Torchwood: Miracle Day Review

An adult-oriented spin-off of Doctor Who, the Russell T. Davies creation Torchwood followed the adventures of immortal, 51st century born Jack Harkness and a band of  intelligent misfits as they investigated the strange, unusual and alien around the UK. It only ran for three series on the BBC, and that might have been just as well. Though it had a good premise, the episodes were as much miss as hit. Still, there were some excellent episodes (especially the brilliant and devastating third series, five-part “Children of the Earth”) and great chemistry between Jack and police officer-turned-Torchwood devotee Gwen Cooper. And so, BBC Worldwide has moved the series and its two remaining characters Stateside, for “Miracle Day”. The first episode airs in Canada on July 9th, and proves an interesting and possibly successful transition.

The show opens with the execution of Oswald Danes (the underused yet always fantastic Bill Pullman), a convicted and admitted pedophile. Except the lethal injection doesn’t work: he doesn’t die. Meanwhile, two CIA agents find out about Torchwood, and as soon as they do all note of it vanishes. Turns out, all over the world, no one is dying; the undead bodies are piling up, and resources will soon grow scarce. And it all comes back to Torchwood.

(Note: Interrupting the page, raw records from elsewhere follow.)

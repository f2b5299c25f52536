//! Simulated tracking data for the SHIPGUARD reference runtime.
//!
//! Five shipments, each exercising a distinct audit scenario:
//!
//! - `1Z999AA10123456784` — clean domestic delivery (UPS)
//! - `1234567890`         — international shipment with a customs delay (DHL)
//! - `FX9876543210`       — route deviation mid-transit (FedEx)
//! - `9405511899223197428490` — temperature-sensitive cargo with a cold-chain
//!   breach (USPS)
//! - `TNT123456789`       — stalled in transit, no updates for days (TNT)
//!
//! All data is hardcoded and fictional.

use chrono::{DateTime, Utc};

use shipguard_contracts::shipment::{Shipment, ShipmentStatus, TrackingEvent};

/// Parse a known-good fixture timestamp.
///
/// # Panics
///
/// Panics on a malformed literal — a defect in this file, not a runtime
/// condition.
fn ts(spec: &str) -> DateTime<Utc> {
    DateTime::parse_from_rfc3339(spec)
        .expect("fixture timestamps must be valid RFC 3339")
        .with_timezone(&Utc)
}

#[allow(clippy::too_many_arguments)]
fn event(
    time: &str,
    detail: &str,
    location: &str,
    city: &str,
    state: Option<&str>,
    country: &str,
    country_name: &str,
    zip: &str,
) -> TrackingEvent {
    TrackingEvent {
        checkpoint_time: ts(time),
        tracking_detail: detail.to_string(),
        location: Some(location.to_string()),
        city: Some(city.to_string()),
        state: state.map(str::to_string),
        country: Some(country.to_string()),
        country_name: Some(country_name.to_string()),
        zip: Some(zip.to_string()),
    }
}

/// The full reference fleet.
pub fn sample_shipments() -> Vec<Shipment> {
    vec![
        // Clean domestic delivery.
        Shipment {
            id: "ship-1".to_string(),
            tracking_number: "1Z999AA10123456784".to_string(),
            courier_code: "ups".to_string(),
            title: Some("Electronics Package".to_string()),
            origin_country: Some("US".to_string()),
            destination_country: Some("US".to_string()),
            last_status: ShipmentStatus::Delivered,
            events: vec![
                event(
                    "2024-01-15T08:00:00Z",
                    "Shipment information received",
                    "New York Distribution Center",
                    "New York",
                    Some("NY"),
                    "US",
                    "United States",
                    "10001",
                ),
                event(
                    "2024-01-15T10:30:00Z",
                    "Picked up",
                    "New York Distribution Center",
                    "New York",
                    Some("NY"),
                    "US",
                    "United States",
                    "10001",
                ),
                event(
                    "2024-01-16T14:20:00Z",
                    "In transit",
                    "Philadelphia Hub",
                    "Philadelphia",
                    Some("PA"),
                    "US",
                    "United States",
                    "19101",
                ),
                event(
                    "2024-01-17T09:15:00Z",
                    "Out for delivery",
                    "Los Angeles Distribution Center",
                    "Los Angeles",
                    Some("CA"),
                    "US",
                    "United States",
                    "90001",
                ),
                event(
                    "2024-01-17T14:45:00Z",
                    "Delivered",
                    "Los Angeles",
                    "Los Angeles",
                    Some("CA"),
                    "US",
                    "United States",
                    "90001",
                ),
            ],
        },
        // International shipment held up in customs.
        Shipment {
            id: "ship-2".to_string(),
            tracking_number: "1234567890".to_string(),
            courier_code: "dhl".to_string(),
            title: Some("International Shipment".to_string()),
            origin_country: Some("GB".to_string()),
            destination_country: Some("US".to_string()),
            last_status: ShipmentStatus::InTransit,
            events: vec![
                event(
                    "2024-01-10T09:00:00Z",
                    "Shipment information received",
                    "London Hub",
                    "London",
                    None,
                    "GB",
                    "United Kingdom",
                    "SW1A 1AA",
                ),
                event(
                    "2024-01-10T12:30:00Z",
                    "Picked up",
                    "London Hub",
                    "London",
                    None,
                    "GB",
                    "United Kingdom",
                    "SW1A 1AA",
                ),
                event(
                    "2024-01-11T08:00:00Z",
                    "In transit to destination country",
                    "London Airport",
                    "London",
                    None,
                    "GB",
                    "United Kingdom",
                    "SW1A 1AA",
                ),
                event(
                    "2024-01-12T10:00:00Z",
                    "Arrived at destination country",
                    "New York JFK Airport",
                    "New York",
                    Some("NY"),
                    "US",
                    "United States",
                    "11430",
                ),
                event(
                    "2024-01-13T08:00:00Z",
                    "Customs clearance delay",
                    "New York Customs",
                    "New York",
                    Some("NY"),
                    "US",
                    "United States",
                    "11430",
                ),
                event(
                    "2024-01-15T11:00:00Z",
                    "Customs clearance completed",
                    "New York Customs",
                    "New York",
                    Some("NY"),
                    "US",
                    "United States",
                    "11430",
                ),
                event(
                    "2024-01-15T14:00:00Z",
                    "In transit to final destination",
                    "New York Distribution Center",
                    "New York",
                    Some("NY"),
                    "US",
                    "United States",
                    "10001",
                ),
            ],
        },
        // Route deviation mid-transit.
        Shipment {
            id: "ship-3".to_string(),
            tracking_number: "FX9876543210".to_string(),
            courier_code: "fedex".to_string(),
            title: Some("Express Delivery".to_string()),
            origin_country: Some("US".to_string()),
            destination_country: Some("US".to_string()),
            last_status: ShipmentStatus::InTransit,
            events: vec![
                event(
                    "2024-01-20T08:00:00Z",
                    "Shipment information received",
                    "Chicago Distribution Center",
                    "Chicago",
                    Some("IL"),
                    "US",
                    "United States",
                    "60601",
                ),
                event(
                    "2024-01-20T10:00:00Z",
                    "Picked up",
                    "Chicago Distribution Center",
                    "Chicago",
                    Some("IL"),
                    "US",
                    "United States",
                    "60601",
                ),
                event(
                    "2024-01-21T09:00:00Z",
                    "In transit",
                    "Detroit Hub",
                    "Detroit",
                    Some("MI"),
                    "US",
                    "United States",
                    "48201",
                ),
                event(
                    "2024-01-22T11:00:00Z",
                    "Unexpected route deviation - Package rerouted",
                    "Atlanta Hub",
                    "Atlanta",
                    Some("GA"),
                    "US",
                    "United States",
                    "30301",
                ),
                event(
                    "2024-01-23T08:00:00Z",
                    "Back on route",
                    "Miami Distribution Center",
                    "Miami",
                    Some("FL"),
                    "US",
                    "United States",
                    "33101",
                ),
            ],
        },
        // Temperature-sensitive cargo with a cold-chain breach.
        Shipment {
            id: "ship-4".to_string(),
            tracking_number: "9405511899223197428490".to_string(),
            courier_code: "usps".to_string(),
            title: Some("Temperature-Sensitive Package".to_string()),
            origin_country: Some("US".to_string()),
            destination_country: Some("US".to_string()),
            last_status: ShipmentStatus::InTransit,
            events: vec![
                event(
                    "2024-01-18T07:00:00Z",
                    "Pre-shipment info received",
                    "Phoenix Processing Center",
                    "Phoenix",
                    Some("AZ"),
                    "US",
                    "United States",
                    "85001",
                ),
                event(
                    "2024-01-18T10:00:00Z",
                    "Accepted at origin facility",
                    "Phoenix Processing Center",
                    "Phoenix",
                    Some("AZ"),
                    "US",
                    "United States",
                    "85001",
                ),
                event(
                    "2024-01-19T14:00:00Z",
                    "Temperature threshold exceeded - Cold chain breach detected",
                    "Las Vegas Processing Center",
                    "Las Vegas",
                    Some("NV"),
                    "US",
                    "United States",
                    "89101",
                ),
                event(
                    "2024-01-19T16:00:00Z",
                    "Package moved to temperature-controlled storage",
                    "Las Vegas Processing Center",
                    "Las Vegas",
                    Some("NV"),
                    "US",
                    "United States",
                    "89101",
                ),
                event(
                    "2024-01-20T09:00:00Z",
                    "In transit to destination",
                    "Las Vegas Processing Center",
                    "Las Vegas",
                    Some("NV"),
                    "US",
                    "United States",
                    "89101",
                ),
            ],
        },
        // Stalled in transit.
        Shipment {
            id: "ship-5".to_string(),
            tracking_number: "TNT123456789".to_string(),
            courier_code: "tnt".to_string(),
            title: Some("European Shipment".to_string()),
            origin_country: Some("NL".to_string()),
            destination_country: Some("FR".to_string()),
            last_status: ShipmentStatus::Exception,
            events: vec![
                event(
                    "2024-01-05T08:00:00Z",
                    "Shipment collected",
                    "Amsterdam Hub",
                    "Amsterdam",
                    None,
                    "NL",
                    "Netherlands",
                    "1012 AB",
                ),
                event(
                    "2024-01-06T10:00:00Z",
                    "In transit",
                    "Amsterdam Hub",
                    "Amsterdam",
                    None,
                    "NL",
                    "Netherlands",
                    "1012 AB",
                ),
                event(
                    "2024-01-08T14:00:00Z",
                    "Arrived at transit facility",
                    "Paris Hub",
                    "Paris",
                    None,
                    "FR",
                    "France",
                    "75001",
                ),
                event(
                    "2024-01-10T09:00:00Z",
                    "In transit - no movement reported",
                    "Paris Hub",
                    "Paris",
                    None,
                    "FR",
                    "France",
                    "75001",
                ),
            ],
        },
    ]
}
impl Auditor for AuditAgent {
    /// Audit one shipment at the given reference instant (`None` = now).
    ///
    /// # Errors
    ///
    /// `ShipmentNotFound` when the tracking number does not resolve — a hard
    /// failure carrying example identifiers, not a warning verdict.
    fn audit(
        &self,
        tracking_number: &str,
        reference_time: Option<DateTime<Utc>>,
    ) -> ShipguardResult<AuditResult> {
        let needle = tracking_number.trim();
        let shipment =
            self.store
                .resolve(needle)
                .ok_or_else(|| ShipguardError::ShipmentNotFound {
                    tracking_number: needle.to_string(),
                    examples: self.store.sample_tracking_numbers(),
                })?;

        let reference = reference_time.unwrap_or_else(Utc::now);
        let thresholds = self.thresholds();

        let temperature_sensitive = is_temperature_sensitive(&shipment);
        let max_transit_days = self.config.max_transit_days(
            &shipment.courier_code,
            shipment.origin_country.as_deref(),
            shipment.destination_country.as_deref(),
            temperature_sensitive,
        );

        let anomalies = detector::detect(&shipment, reference, &thresholds);
        let delay_hours = detector::delay_hours(&shipment, reference);

        let sla_status = compute_sla_status(&shipment, max_transit_days, delay_hours, &thresholds);
        let anomaly_score = compute_anomaly_score(&anomalies);
        let risk_level = compute_risk_level(&anomalies, anomaly_score);

        let verdict = if sla_status == SlaStatus::Failed
            || risk_level == RiskLevel::High
            || anomaly_score >= SCORE_FAILURE_THRESHOLD
        {
            Verdict::Failed
        } else if sla_status == SlaStatus::Warning
            || risk_level == RiskLevel::Medium
            || !anomalies.is_empty()
        {
            Verdict::Warning
        } else {
            Verdict::Ok
        };

        let suggested_actions = suggest_actions(risk_level, &anomalies);
        let explanation = build_explanation(verdict, sla_status, risk_level, &anomalies);

        debug!(
            tracking_number = %shipment.tracking_number,
            ?verdict,
            ?sla_status,
            ?risk_level,
            anomaly_score,
            anomaly_count = anomalies.len(),
            max_transit_days,
            temperature_sensitive,
            "shipment audited"
        );

        Ok(AuditResult {
            tracking_number: shipment.tracking_number.clone(),
            courier_code: shipment.courier_code.clone(),
            verdict,
            sla_status,
            risk_level,
            anomaly_score,
            anomalies,
            explanation,
            suggested_actions,
            sla_config_version: format!("v{}", self.config.version),
            delay_hours: (!shipment.last_status.is_delivered()).then_some(delay_hours),
        })
    }

    fn has_delay_anomaly(&self, shipment: &Shipment, reference_time: DateTime<Utc>) -> bool {
        detector::has_delay_anomaly(shipment, reference_time, &self.thresholds())
    }
}

/// Temperature sensitivity comes from the shipment title or from any event
/// mentioning temperature handling.
fn is_temperature_sensitive(shipment: &Shipment) -> bool {
    let title_flags = shipment
        .title
        .as_deref()
        .is_some_and(|t| t.to_lowercase().contains("temperature"));

    title_flags
        || shipment.events.iter().any(|e| {
            detector::detail_contains(e, "temperature") || detector::detail_contains(e, "cold chain")
        })
}

/// Anomaly score in 0–100: the rounded mean of per-anomaly contributions
/// (severity weight × type multiplier), capped at 100. Zero with no
/// anomalies.
fn compute_anomaly_score(anomalies: &[DetectedAnomaly]) -> u8 {
    if anomalies.is_empty() {
        return 0;
    }

    let total: f64 = anomalies
        .iter()
        .map(|a| a.severity.weight() * a.anomaly_type.weight())
        .sum();
    let mean = total / anomalies.len() as f64;

    mean.round().min(100.0) as u8
}

/// Risk classification from the anomaly set and score.
fn compute_risk_level(anomalies: &[DetectedAnomaly], anomaly_score: u8) -> RiskLevel {
    if anomalies.is_empty() {
        return RiskLevel::Low;
    }

    let has_high = anomalies.iter().any(|a| a.severity == Severity::High);
    let has_temperature = anomalies
        .iter()
        .any(|a| a.anomaly_type == AnomalyType::Temperature);

    if has_high || has_temperature || anomaly_score >= SCORE_FAILURE_THRESHOLD {
        RiskLevel::High
    } else if anomalies.len() >= 2 || anomaly_score >= SCORE_WARNING_THRESHOLD {
        RiskLevel::Medium
    } else {
        RiskLevel::Low
    }
}

/// SLA status against the resolved transit limit.
///
/// Delivered shipments are judged on total transit duration; in-flight
/// shipments on hours since the last update.
fn compute_sla_status(
    shipment: &Shipment,
    max_transit_days: u32,
    delay_hours: f64,
    thresholds: &DelayThresholds,
) -> SlaStatus {
    if shipment.last_status.is_delivered() {
        let (Some(first), Some(last)) = (shipment.first_event(), shipment.last_event()) else {
            return SlaStatus::OnTrack;
        };
        let transit_days =
            (last.checkpoint_time - first.checkpoint_time).num_seconds() as f64 / 86_400.0;
        let max_days = f64::from(max_transit_days);

        if transit_days <= max_days {
            SlaStatus::OnTrack
        } else if transit_days <= max_days * DELIVERED_WARNING_MULTIPLIER {
            SlaStatus::Warning
        } else {
            SlaStatus::Failed
        }
    } else if delay_hours >= thresholds.breach_hours {
        SlaStatus::Failed
    } else if delay_hours >= thresholds.warning_hours {
        SlaStatus::Warning
    } else {
        SlaStatus::OnTrack
    }
}

/// Suggested next actions, deduplicated and order-stable.
fn suggest_actions(risk_level: RiskLevel, anomalies: &[DetectedAnomaly]) -> Vec<SuggestedAction> {
    let has = |t: AnomalyType| anomalies.iter().any(|a| a.anomaly_type == t);

    let mut actions = Vec::new();

    if risk_level == RiskLevel::High || has(AnomalyType::Temperature) {
        actions.push(SuggestedAction::CreateTicket);
    }
    if has(AnomalyType::Delay) && risk_level >= RiskLevel::Medium {
        actions.push(SuggestedAction::NotifyCustomer);
    }
    if has(AnomalyType::RouteDeviation)
        || has(AnomalyType::Temperature)
        || has(AnomalyType::CustomsDelay)
    {
        actions.push(SuggestedAction::NotifyVendor);
    }
    if actions.is_empty() {
        actions.push(SuggestedAction::Monitor);
    }

    actions
}

/// Human-readable summary. Descriptive only; nothing downstream branches on
/// this text.
fn build_explanation(
    verdict: Verdict,
    sla_status: SlaStatus,
    risk_level: RiskLevel,
    anomalies: &[DetectedAnomaly],
) -> String {
    let sla_text = match sla_status {
        SlaStatus::OnTrack => "on track",
        SlaStatus::Warning => "warning",
        SlaStatus::Failed => "failed",
    };
    let risk_text = match risk_level {
        RiskLevel::Low => "low",
        RiskLevel::Medium => "medium",
        RiskLevel::High => "high",
    };
    let verdict_text = match verdict {
        Verdict::Ok => "OK",
        Verdict::Warning => "Warning",
        Verdict::Failed => "Failed",
    };

    let mut parts = vec![format!(
        "Verdict: {verdict_text}. SLA status is {sla_text}, risk level is {risk_text}."
    )];

    if anomalies.is_empty() {
        parts.push("No anomalies detected. Shipment appears to be on track.".to_string());
    } else {
        let listing = anomalies
            .iter()
            .map(|a| {
                format!(
                    "{} ({})",
                    match a.anomaly_type {
                        AnomalyType::Delay => "delay",
                        AnomalyType::RouteDeviation => "route_deviation",
                        AnomalyType::Temperature => "temperature",
                        AnomalyType::CustomsDelay => "customs_delay",
                    },
                    match a.severity {
                        Severity::Low => "low",
                        Severity::Medium => "medium",
                        Severity::High => "high",
                    }
                )
            })
            .collect::<Vec<_>>()
            .join(", ");
        parts.push(format!("Detected {} anomaly(ies): {listing}.", anomalies.len()));
    }

    parts.join(" ")
}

The science fiction remains very British: it takes a global problem and doesn’t attempt to solve it through great heroics or lofty ideals. The problem is real and dirty and guns won’t help (since they won’t kill anyone.) The aesthetic and editing, though, overall feels like an episode of 24. This is not necessarily a bad thing; if you go to America, it should have an American television feel. Instead of an underground bunker, there are sleek CIA offices and impossible clean & orderly hospitals. The CIA agents use the full force of their power, bringing in a SWAT team to arrest a few people. And religious fervour permeates the plot; as Danes is released, having had it proved that his sentence was carried out, it seems that his role will become central to this strange worldwide immortality.

Jack Harkness (John Barrowman) has always been a strange character; in the Doctor Who, he was the cocky rogue. In Torchwood, he becomes a kind of Doctor, who knows all and sees all. Gwen (Eve Myles) is his companion, pulled from an ordinary life and unable to ever quite return to it. The two CIA agents land somewhere in the middle: certainly used to things out of the ordinary, though not necessarily extraterrestrial. Giving the series a combined American/British feel might help the series find a more solid direction. Certainly this first episode is fast-paced and intriguing, and will likely keep the audience waiting with baited breath for the second.